London Coliseum, 21 November 2015
Jonathan Miller’s production of The Mikado reached its 200th performance at ENO with the current revivals – and it still sparkles and entertains as well as it ever did. This is something we will need to return to before the end, but for the moment lets enjoy the success of a fine evening – as much musically as dramatically.
Anthony Gregory is a young singer who is really making his mark. The voice is full and his personality communicates with the audience without obvious exertion. His Nanki-Poo is deft in its reserved approach to life and his singing wins our hearts. If Mary Bevan’s Yum-Yum seems at times to be a little too knowing this is very much in keeping with the approach, and her singing of The Sun whose rays was heart-melting. Richard Suart seems to have been part of the production as Ko-Ko since the start, yet there is nothing jaded about his characterisation which communicates with ease throughout. His Little List was suitably updated, raising extra laughs, though it was noteworthy that Gilbert’s original text raised just as many laughs across the evening. Where elderly critics like myself were brought up on G&S – and have to supress a desire to sing-along to every word – there were obviously large numbers in the audience last night who were unfamiliar with the work or Gilbert’s dry humour.
Graeme Danby and George Humphreys as Pooh-Bah and Pish-Tush showed us how important it is to sing Sullivan as if it were Donizetti, as well as creating believable civil servants. Yvonne Howard is certainly not as plain as Gilbert would like Katisha to be, which makes the denouement for Ko-Ko much easier to accept. Richard Angus had for so many years been at the heart of the evening as The Mikado as to be a hard act to follow but Robert Lloyd had no problem assuming the vast costume and even bigger character. Let us hope that when it is revived again – as I expect it to be – he and Richard Suart will still be in tow.
Conductor Fergus Macleod may only be 28 but his grasp of the score and his handling of the whole evening was stunningly effective. He seemed to have an innate understanding of the pace needed for G&S and allowed the genuinely romantic moments to blossom. I am sure we will see him again soon.

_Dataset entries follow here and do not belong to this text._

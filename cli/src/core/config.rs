//! # reportpub Configuration System
//!
//! File: cli/src/core/config.rs
//!
//! ## Overview
//!
//! This module turns what would otherwise be hard-coded constants (report
//! folder, archive name, project id, topic id) into a `Config` record. The
//! record starts from built-in defaults and is overridden, layer by layer, by
//! configuration files, environment variables and command-line flags.
//!
//! ## Architecture
//!
//! Configuration sources (lowest to highest precedence):
//! 1. Default values defined in the code
//! 2. User-specific `config.toml` in the platform config directory
//!    (e.g. `~/.config/reportpub/config.toml`)
//! 3. Project-specific `.reportpub.toml` in the current directory or an
//!    ancestor (the search stops at a directory containing `.git`), or the
//!    file named by `--config`
//! 4. Environment variables and command-line flags (`ConfigArgs`)
//!
//! Relative paths inside a project file are resolved against the directory
//! holding that file, so a `.reportpub.toml` at the repository root works no
//! matter which subdirectory the build invokes the binary from. `~` is expanded
//! everywhere.
//!
//! ## Examples
//!
//! ```toml
//! # .reportpub.toml
//! source_dir = "build/reports"
//! archive_path = "build/test-results-junit.zip"
//! project_id = "my-project"
//! topic_id = "dynamic-analysis-result"
//!
//! [attributes]
//! pipeline = "nightly"
//! ```
//!
//! ```rust
//! let cfg = config::load_config(&cli.config)?;
//! let topic = cfg.topic_name()?;
//! ```
//!
use crate::common::fs::io;
use crate::common::pubsub::topic::TopicName;
use crate::core::error::{ReportpubError, Result};
use anyhow::{anyhow, Context};
use clap::Args;
use directories::ProjectDirs;
use serde::Deserialize;
use std::collections::BTreeMap;
use std::path::{Path, PathBuf};
use tracing::{debug, info};

pub const DEFAULT_SOURCE_DIR: &str = "src/build/reports";
pub const DEFAULT_ARCHIVE_PATH: &str = "test-results-junit.zip";
pub const DEFAULT_PROJECT_ID: &str = "gradiator-x-454207";
pub const DEFAULT_TOPIC_ID: &str = "dynamic-analysis-result";
pub const DEFAULT_ENDPOINT: &str = "https://pubsub.googleapis.com";
/// Pub/Sub rejects messages larger than 10 MB.
pub const DEFAULT_MAX_MESSAGE_BYTES: usize = 10_000_000;

const PROJECT_CONFIG_FILENAME: &str = ".reportpub.toml";
const SUBMISSION_ID_ATTRIBUTE: &str = "submissionId";

/// The effective configuration after all layers have been merged.
#[derive(Debug, Clone, PartialEq, Eq)]
pub struct Config {
    /// Directory whose files are archived.
    pub source_dir: PathBuf,
    /// Where the zip archive is written (and read back from for publishing).
    pub archive_path: PathBuf,
    /// Pub/Sub project that owns the topic.
    pub project_id: String,
    /// Topic the archive is published to.
    pub topic_id: String,
    /// Base URL of the Pub/Sub REST API.
    pub endpoint: String,
    /// `host:port` of a Pub/Sub emulator. Takes precedence over `endpoint`.
    pub emulator_host: Option<String>,
    /// Bearer token used instead of asking `gcloud` for one.
    pub access_token: Option<String>,
    /// Attributes attached to the published message.
    pub attributes: BTreeMap<String, String>,
    /// Upper bound on the encoded message body.
    pub max_message_bytes: usize,
}
//! # reportpub Pub/Sub Publishing (`common::pubsub`)
//!
//! File: cli/src/common/pubsub/mod.rs
//!
//! ## Overview
//!
//! Everything needed to get one message onto a Google Cloud Pub/Sub topic.
//!
//! - **`topic`**: validated `projects/{project}/topics/{topic}` names.
//! - **`message`**: the outbound message (base64 text of the archive) and its size check.
//! - **`auth`**: picks emulator, configured-token or `gcloud` credentials.
//! - **`client`**: the REST publisher that sends the message and returns its id.
//!
//! `connect` ties configuration, endpoint and credentials together:
//!
//! ```rust
//! let client = pubsub::connect(&config).await?;
//! let id = client.publish(&config.topic_name()?, &message).await?;
//! ```
//!
use crate::core::config::Config;
use crate::core::error::Result;
use tracing::debug;

pub mod auth;
pub mod client;
pub mod message;
pub mod topic;

pub use client::PublisherClient;

/// Base URL requests should go to: the emulator when configured, else `config.endpoint`.
pub fn resolve_endpoint(config: &Config) -> String {
    match config.emulator_host.as_deref() {
        Some(host) if host.starts_with("http://") || host.starts_with("https://") => {
            host.to_string()
        }
        Some(host) => format!("http://{}", host),
        None => config.endpoint.clone(),
    }
}

/// Builds a publisher for the configured endpoint with resolved credentials.
///
/// # Errors
///
/// Returns an `Err` if credentials cannot be obtained or the HTTP client cannot be built.
pub async fn connect(config: &Config) -> Result<PublisherClient> {
    let endpoint = resolve_endpoint(config);
    let credentials = auth::resolve_credentials(config).await?;
    debug!("Publishing via {} with {:?}", endpoint, credentials);
    PublisherClient::new(&endpoint, credentials)
}
//! # reportpub Filesystem I/O Operations
//!
//! File: cli/src/common/fs/io.rs
//!
//! ## Overview
//!
//! Thin wrappers around `std::fs` that attach the offending path to every
//! error, so a failure deep inside archiving or publishing still tells the
//! operator which file was the problem.
//!
//! - **`ensure_dir_exists`**: creates a directory (and parents) if missing, and
//!   rejects paths that exist but are not directories. Used for the archive's
//!   parent directory.
//! - **`read_file_bytes`**: reads a whole file as bytes. Used to load the archive
//!   before publishing.
//! - **`read_file_to_string`**: reads a whole file as UTF-8. Used for config files.
//!
use crate::core::error::{ReportpubError, Result};
use anyhow::Context;
use std::fs;
use std::path::Path;
use tracing::{debug, info};

/// Ensures that a directory exists at the specified path.
///
/// If the path does not exist, it is created along with any missing parents
/// (like `mkdir -p`).
///
/// # Errors
///
/// Returns an `Err` if:
/// - The path exists but is not a directory.
/// - Creating the directory fails (e.g., due to permissions).
pub fn ensure_dir_exists(path: &Path) -> Result<()> {
    if !path.exists() {
        fs::create_dir_all(path)
            .with_context(|| format!("Failed to create directory {:?}", path))?;
        info!("Created directory: {:?}", path);
    } else if !path.is_dir() {
        anyhow::bail!(ReportpubError::FileSystem(format!(
            "Path exists but is not a directory: {:?}",
            path
        )));
    } else {
        debug!("Directory already exists: {:?}", path);
    }
    Ok(())
}

/// Reads the entire content of a file into a byte vector.
///
/// # Errors
///
/// Returns an `Err` if the file cannot be found, opened, or read, with context
/// naming the file.
pub fn read_file_bytes(path: &Path) -> Result<Vec<u8>> {
    let bytes = fs::read(path).with_context(|| format!("Failed to read file {:?}", path))?;
    debug!("Read {} bytes from {:?}", bytes.len(), path);
    Ok(bytes)
}

/// Reads the entire content of a file into a string.
///
/// # Errors
///
/// Returns an `Err` if the file cannot be read or is not valid UTF-8.
pub fn read_file_to_string(path: &Path) -> Result<String> {
    fs::read_to_string(path).with_context(|| format!("Failed to read file {:?}", path))
}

As for the production, it is now almost thirty years old but has certainly not outstayed its welcome. The tap dancing waiters, the use of affectation in the pronunciation of the text, the comic details which never up-stage the narrative, all demonstrate the strength of the approach. The same is true not just of Jonathan Miller’s other productions – La Boheme, Rigoletto – but of many recent ENO productions. We have had some which have been exemplary and which I have rightly praised here, but we have had others – the recent La Boheme among them – which have not been as good as the production they replaced. The Board at ENO really does need to give careful thought to what it is offering its audiences. Of course we do not want to get stale, but there is a danger of throwing out the effective old for an inferior new.